May 2 (Bloomberg) -- Asian stocks rose for the first time in four days, led by BHP Billiton Ltd. and Sumitomo Metal Mining Co. after the price of metals gained.

``The resources sector is one of our biggest overweight positions, and that's likely to continue because the big picture hasn't really changed,'' said Shane Oliver, who helps oversee $83 billion at AMP Capital Investors in Sydney. ``Demand in China and supply constraints are good for the sector.''

Energy companies gained, led by SK Corp. after UBS AG boosted its share-price forecast for South Korea's biggest oil refiner. Santos Ltd., Australia's third-largest oil company, advanced after Goldman Sachs JBWere Pty raised its rating for the stock.

The Morgan Stanley Capital International Asia-Pacific Index climbed 0.6 percent to 146.36 as of 6:39 p.m. in Tokyo, after earlier declining as much as 0.1 percent. The measure slid to a four-week low yesterday, following a three-day, 1.2 percent drop.

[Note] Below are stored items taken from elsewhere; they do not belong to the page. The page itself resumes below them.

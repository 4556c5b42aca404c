//! SetuGraph - Concurrent pose-graph backend for SLAM
//!
//! # Architecture
//!
//! The crate is organized into 4 logical layers:
//!
//! ```text
//! ┌─────────────────────────────────────────────────────┐
//! │                    graph/                           │  ← Orchestration
//! │   (pose graph store, scheduling, loop closures)     │
//! └─────────────────────────────────────────────────────┘
//!                          │
//! ┌─────────────────────────────────────────────────────┐
//! │                   sensor/                           │  ← Sensor data
//! │              (point clouds, IMU)                    │
//! └─────────────────────────────────────────────────────┘
//!                          │
//! ┌─────────────────────────────────────────────────────┐
//! │                    core/                            │  ← Foundation
//! │            (ids, math, sampling)                    │
//! └─────────────────────────────────────────────────────┘
//!                          │
//! ┌─────────────────────────────────────────────────────┐
//! │               config/ + error/                      │  ← Plumbing
//! └─────────────────────────────────────────────────────┘
//! ```
//!
//! # Execution model
//!
//! A front-end (local SLAM) feeds scans and IMU samples to the
//! [`PoseGraph`]; constraint computation normally runs inline on the
//! caller's thread. Loop-closure searches resolve asynchronously inside a
//! [`ConstraintBuilder`], and every N scans the graph schedules a background
//! optimization pass: while the pass is being finalized, incoming work is
//! queued and later replayed in order, so at most one pass is ever in
//! flight. The [`OptimizationProblem`] seam hides the actual solver.
//!
//! Both collaborators are generic parameters of the graph, so tests drive
//! the full concurrent machinery with the deterministic fakes in
//! [`graph::testing`].

// ============================================================================
// Plumbing: configuration and errors
// ============================================================================
pub mod config;
pub mod error;

// ============================================================================
// Layer 1: Core foundation (no internal deps)
// ============================================================================
pub mod core;

// ============================================================================
// Layer 2: Sensor data (depends on core)
// ============================================================================
pub mod sensor;

// ============================================================================
// Layer 3: Pose graph (depends on all layers)
// ============================================================================
pub mod graph;

// ============================================================================
// Convenience re-exports (flat namespace for common use)
// ============================================================================

// Configuration and errors
pub use config::PoseGraphConfig;
pub use error::{ConfigError, Result};

// Core types
pub use core::{FixedRatioSampler, NodeId, SubmapId, TrajectoryHandle};

// Sensor data
pub use sensor::{ImuSample, PointCloud};

// Pose graph
pub use graph::{
    ConstantData, Constraint, ConstraintBuilder, ConstraintKind, ConstraintPose, NodeData,
    OptimizationProblem, PoseGraph, Submap, SubmapData, TrajectoryConnectivity, TrajectoryNode,
    WhenDoneCallback,
};
//! Pose graph layer.
//!
//! The graph store, its building blocks and the seams it drives.
//!
//! # Contents
//!
//! - [`pose_graph`]: The concurrent graph store and scheduler
//! - [`node`]: Trajectory nodes and their immutable scan payload
//! - [`submap`]: Submap handles and per-submap bookkeeping
//! - [`constraint`]: Weighted relative-pose constraints
//! - [`connectivity`]: Union-find over trajectories
//! - [`traits`]: Constraint builder and optimization problem seams
//! - [`testing`]: Deterministic fakes for tests and benches

pub mod connectivity;
pub mod constraint;
pub mod node;
pub mod pose_graph;
pub mod submap;
pub mod testing;
pub mod traits;

pub(crate) mod work_queue;

pub use connectivity::TrajectoryConnectivity;
pub use constraint::{Constraint, ConstraintKind, ConstraintPose};
pub use node::{ConstantData, TrajectoryNode};
pub use pose_graph::PoseGraph;
pub use submap::Submap;
pub use traits::{ConstraintBuilder, NodeData, OptimizationProblem, SubmapData, WhenDoneCallback};
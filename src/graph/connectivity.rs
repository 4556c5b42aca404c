//! Connectivity tracking between trajectories.
//!
//! Global constraint searches discover links between trajectories as loop
//! closures land; this structure records them and answers which trajectories
//! form one connected component. It synchronizes internally because search
//! tasks record links concurrently with reads from the graph store.

use std::collections::HashMap;

use parking_lot::Mutex;

#[derive(Debug, Default)]
struct Forest {
    parent: HashMap<usize, usize>,
}

impl Forest {
    fn add(&mut self, trajectory_id: usize) {
        self.parent.entry(trajectory_id).or_insert(trajectory_id);
    }

    /// Root of the set containing `trajectory_id`, with path compression.
    fn find(&mut self, trajectory_id: usize) -> usize {
        assert!(
            self.parent.contains_key(&trajectory_id),
            "trajectory {trajectory_id} was never added to the connectivity forest"
        );
        let mut root = trajectory_id;
        while self.parent[&root] != root {
            root = self.parent[&root];
        }
        let mut current = trajectory_id;
        while current != root {
            let next = self.parent[&current];
            self.parent.insert(current, root);
            current = next;
        }
        root
    }

    fn union(&mut self, a: usize, b: usize) {
        let root_a = self.find(a);
        let root_b = self.find(b);
        if root_a != root_b {
            self.parent.insert(root_b, root_a);
        }
    }
}

/// Union-find over trajectory ids, shared between the graph store and the
/// constraint builder.
#[derive(Debug, Default)]
pub struct TrajectoryConnectivity {
    forest: Mutex<Forest>,
}

impl TrajectoryConnectivity {
    pub fn new() -> Self {
        Self::default()
    }

    /// Registers a trajectory as its own singleton component. Idempotent.
    pub fn add(&self, trajectory_id: usize) {
        self.forest.lock().add(trajectory_id);
    }

    /// Records a direct link between two trajectories, adding either one
    /// if it was not yet known.
    pub fn connect(&self, trajectory_id_a: usize, trajectory_id_b: usize) {
        let mut forest = self.forest.lock();
        forest.add(trajectory_id_a);
        forest.add(trajectory_id_b);
        forest.union(trajectory_id_a, trajectory_id_b);
    }

    /// Whether a chain of recorded links joins the two trajectories.
    /// Unknown trajectories are connected only to themselves.
    pub fn transitively_connected(&self, trajectory_id_a: usize, trajectory_id_b: usize) -> bool {
        if trajectory_id_a == trajectory_id_b {
            return true;
        }
        let mut forest = self.forest.lock();
        if !forest.parent.contains_key(&trajectory_id_a)
            || !forest.parent.contains_key(&trajectory_id_b)
        {
            return false;
        }
        forest.find(trajectory_id_a) == forest.find(trajectory_id_b)
    }

    /// All components, each sorted ascending, ordered by smallest member.
    /// The deterministic order keeps snapshots comparable across calls.
    pub fn connected_components(&self) -> Vec<Vec<usize>> {
        let mut forest = self.forest.lock();
        let trajectory_ids: Vec<usize> = forest.parent.keys().copied().collect();
        let mut members: HashMap<usize, Vec<usize>> = HashMap::new();
        for trajectory_id in trajectory_ids {
            let root = forest.find(trajectory_id);
            members.entry(root).or_default().push(trajectory_id);
        }
        let mut components: Vec<Vec<usize>> = members.into_values().collect();
        for component in &mut components {
            component.sort_unstable();
        }
        components.sort_unstable_by_key(|component| component[0]);
        components
    }
}
//! Submaps and the graph's per-submap bookkeeping.

use std::collections::BTreeSet;
use std::sync::atomic::{AtomicBool, Ordering};
use std::sync::Arc;

use nalgebra::Isometry3;

use crate::core::NodeId;

/// A locally-consistent partial map built by the front-end.
///
/// The pose graph never mutates a submap: it reads `local_pose` (fixed at
/// creation) and polls the finished flag. The owner calls
/// [`finish`](Self::finish) once the submap stops receiving scans, after
/// which it becomes a loop-closure target.
#[derive(Debug)]
pub struct Submap {
    local_pose: Isometry3<f64>,
    finished: AtomicBool,
}

impl Submap {
    pub fn new(local_pose: Isometry3<f64>) -> Self {
        Self {
            local_pose,
            finished: AtomicBool::new(false),
        }
    }

    /// Pose of this submap in its trajectory's local frame.
    #[inline]
    pub fn local_pose(&self) -> Isometry3<f64> {
        self.local_pose
    }

    /// Whether the owner has stopped inserting scans into this submap.
    #[inline]
    pub fn is_finished(&self) -> bool {
        self.finished.load(Ordering::Acquire)
    }

    /// Marks construction as complete. The flag never reverts.
    pub fn finish(&self) {
        self.finished.store(true, Ordering::Release);
    }
}

/// Graph-side state for one registered submap.
#[derive(Debug)]
pub(crate) struct SubmapState {
    pub(crate) submap: Arc<Submap>,
    /// Nodes whose scans were inserted into this submap while it was being
    /// built. Loop-closure searches skip these.
    pub(crate) node_ids: BTreeSet<NodeId>,
    /// Set once back-fill searches against older scans have been submitted.
    /// No further nodes may be inserted afterwards.
    pub(crate) finished: bool,
}

impl SubmapState {
    pub(crate) fn new(submap: Arc<Submap>) -> Self {
        Self {
            submap,
            node_ids: BTreeSet::new(),
            finished: false,
        }
    }
}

In Japan, KDDI Corp. led the Nikkei 225 Stock Average 0.7 percent higher after the Nikkei newspaper reported the domestic economy will keep expanding. Automakers such as Toyota Motor Corp. limited the Topix index to a 0.7 percent gain as U.S. sales fell on wavering consumer confidence and rising gasoline prices.

Australia's S&P/ASX 200 Index rose 1.5 percent to a record, led by BHP after Rio Tinto Group and Zinifex Ltd. said metals demand will continue to buoy prices. Singapore's Straits Times Index added 1.7 percent, the biggest gain in the region. All markets open for trading advanced, except in New Zealand.

China, Malaysia, India and Sri Lanka are closed for public holidays. Markets were shut yesterday, except in Japan, Australia, New Zealand and Indonesia.

/...

Nb. Hi folks and sorry, I'm likely to be increasingly busy elsewhere offline during the coming days.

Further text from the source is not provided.